Data
=== Section Start ===

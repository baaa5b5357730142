// Copyright (c) 2025 Geoffrey Huntley <ghuntley@ghuntley.com>. All rights reserved.
// SPDX-License-Identifier: Proprietary

//! The enforcer: model, policy, role graphs and adapter behind one facade.
//!
//! All evaluation state lives in a single [`RwLock`]. Decisions take the read
//! lock and mutations take the write lock, so a decision always sees the
//! complete state from before or after a mutation, never a mixture. The
//! adapter sits behind its own mutex, which is always acquired before the
//! state lock; reloads read the adapter and build fresh state without blocking
//! decisions and only take the write lock to swap it in. The decision cache is
//! cleared while the write lock is still held.

use std::collections::HashMap;
use std::sync::atomic::{AtomicBool, Ordering};
use std::sync::Arc;

use parking_lot::{Mutex, RwLock};
use tracing::{debug, info, instrument, warn};

use crate::adapter::{Adapter, Filter, PolicyLine};
use crate::cache::DecisionCache;
use crate::config::EnforcerConfig;
use crate::effect::{EffectKind, RuleOutcome};
use crate::error::{AuthzError, Result};
use crate::matcher::{CompiledMatcher, CustomFn, FunctionMap};
use crate::model::{Model, Section, EFFECT_TOKEN, PRIORITY_TOKEN};
use crate::policy::PolicyStore;
use crate::rbac::RoleManager;
use crate::watcher::{Watcher, WatcherSlot};

/// Selects which `r`/`p`/`e`/`m` family a request is evaluated with.
///
/// The default context uses `m` and `e`. `EnforceContext::new("2")` uses `m2`
/// and `e2`; the matcher in turn reads `r2`/`p2` when the model defines them.
#[derive(Debug, Clone, Default, PartialEq, Eq)]
pub struct EnforceContext {
	suffix: String,
}

impl EnforceContext {
	pub fn new(suffix: impl Into<String>) -> Self {
		Self {
			suffix: suffix.into(),
		}
	}

	pub fn suffix(&self) -> &str {
		&self.suffix
	}
}

/// Model-derived state, replaced by [`Enforcer::set_model`] and
/// [`Enforcer::add_function`].
#[derive(Debug)]
struct Compiled {
	model: Arc<Model>,
	functions: FunctionMap,
	matchers: HashMap<String, CompiledMatcher>,
	effects: HashMap<String, EffectKind>,
}

impl Compiled {
	fn new(model: Arc<Model>, functions: FunctionMap, config: &EnforcerConfig) -> Result<Self> {
		let options = config.matcher_options(&functions);
		let matchers = model
			.section(Section::Matcher)
			.map(|a| Ok((a.key().to_string(), CompiledMatcher::compile(&model, a.key(), &options)?)))
			.collect::<Result<HashMap<_, _>>>()?;
		let effects = model
			.section(Section::Effect)
			.map(|a| Ok((a.key().to_string(), EffectKind::parse(a.value())?)))
			.collect::<Result<HashMap<_, _>>>()?;
		Ok(Self {
			model,
			functions,
			matchers,
			effects,
		})
	}

	fn matcher(&self, suffix: &str) -> Result<&CompiledMatcher> {
		let key = format!("m{suffix}");
		self.matchers
			.get(&key)
			.ok_or(AuthzError::UnknownAssertion(key))
	}

	fn effect(&self, suffix: &str) -> Result<EffectKind> {
		let key = self.model.resolve(Section::Effect, suffix)?.key();
		self.effects
			.get(key)
			.copied()
			.ok_or_else(|| AuthzError::UnknownAssertion(key.to_string()))
	}
}

/// Policy-derived state, replaced by reloads and edited by mutations.
#[derive(Debug)]
pub(crate) struct PolicyState {
	pub(crate) store: PolicyStore,
	pub(crate) roles: RoleManager,
	/// Evaluation order of policy keys that declare a `priority` field.
	order: HashMap<String, Vec<usize>>,
}

impl PolicyState {
	fn build(model: &Model, lines: Vec<PolicyLine>, max_depth: Option<usize>) -> Result<Self> {
		let mut store = PolicyStore::new();
		for line in lines {
			validate_rule(model, &line.key, None, &line.rule)?;
			store.extend_unchecked(&line.key, [line.rule]);
		}
		let roles = RoleManager::build(model, &store, max_depth)?;
		let mut state = Self {
			store,
			roles,
			order: HashMap::new(),
		};
		for assertion in model.section(Section::Policy) {
			state.refresh_order(model, assertion.key())?;
		}
		Ok(state)
	}

	fn refresh_order(&mut self, model: &Model, key: &str) -> Result<()> {
		let Some(field) = model.get(key).and_then(|a| a.token_index(PRIORITY_TOKEN)) else {
			return Ok(());
		};
		let mut ranked = self
			.store
			.rules(key)
			.iter()
			.enumerate()
			.map(|(i, rule)| parse_priority(&rule[field]).map(|p| (p, i)))
			.collect::<Result<Vec<_>>>()?;
		ranked.sort_by_key(|(priority, _)| *priority);
		self.order
			.insert(key.to_string(), ranked.into_iter().map(|(_, i)| i).collect());
		Ok(())
	}

	fn evaluation_order(&self, key: &str) -> Box<dyn Iterator<Item = usize> + '_> {
		match self.order.get(key) {
			Some(order) => Box::new(order.iter().copied()),
			None => Box::new(0..self.store.len(key)),
		}
	}
}

#[derive(Debug)]
struct EnforcerState {
	compiled: Compiled,
	policy: PolicyState,
}

/// Read-only view handed to query helpers.
pub(crate) struct StateView<'a> {
	pub(crate) model: &'a Model,
	pub(crate) policy: &'a PolicyState,
}

/// Authorization enforcer. Cheap to share behind an `Arc`.
#[derive(Debug)]
pub struct Enforcer {
	state: RwLock<EnforcerState>,
	adapter: Mutex<Adapter>,
	config: EnforcerConfig,
	auto_save: AtomicBool,
	enabled: AtomicBool,
	/// Set while the in-memory policy came from a filtered load.
	filtered: AtomicBool,
	cache: Option<DecisionCache>,
	watcher: WatcherSlot,
}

=== Section End ===

Task to carry out
Go through the listing above and write out exactly the lines starting with the one holding "let effects = model" and running through the one holding "fn matcher(&self, suffix: &str)", ends included, and no others.

Solution to this task
		let effects = model
			.section(Section::Effect)
			.map(|a| Ok((a.key().to_string(), EffectKind::parse(a.value())?)))
			.collect::<Result<HashMap<_, _>>>()?;
		Ok(Self {
			model,
			functions,
			matchers,
			effects,
		})
	}

	fn matcher(&self, suffix: &str) -> Result<&CompiledMatcher> {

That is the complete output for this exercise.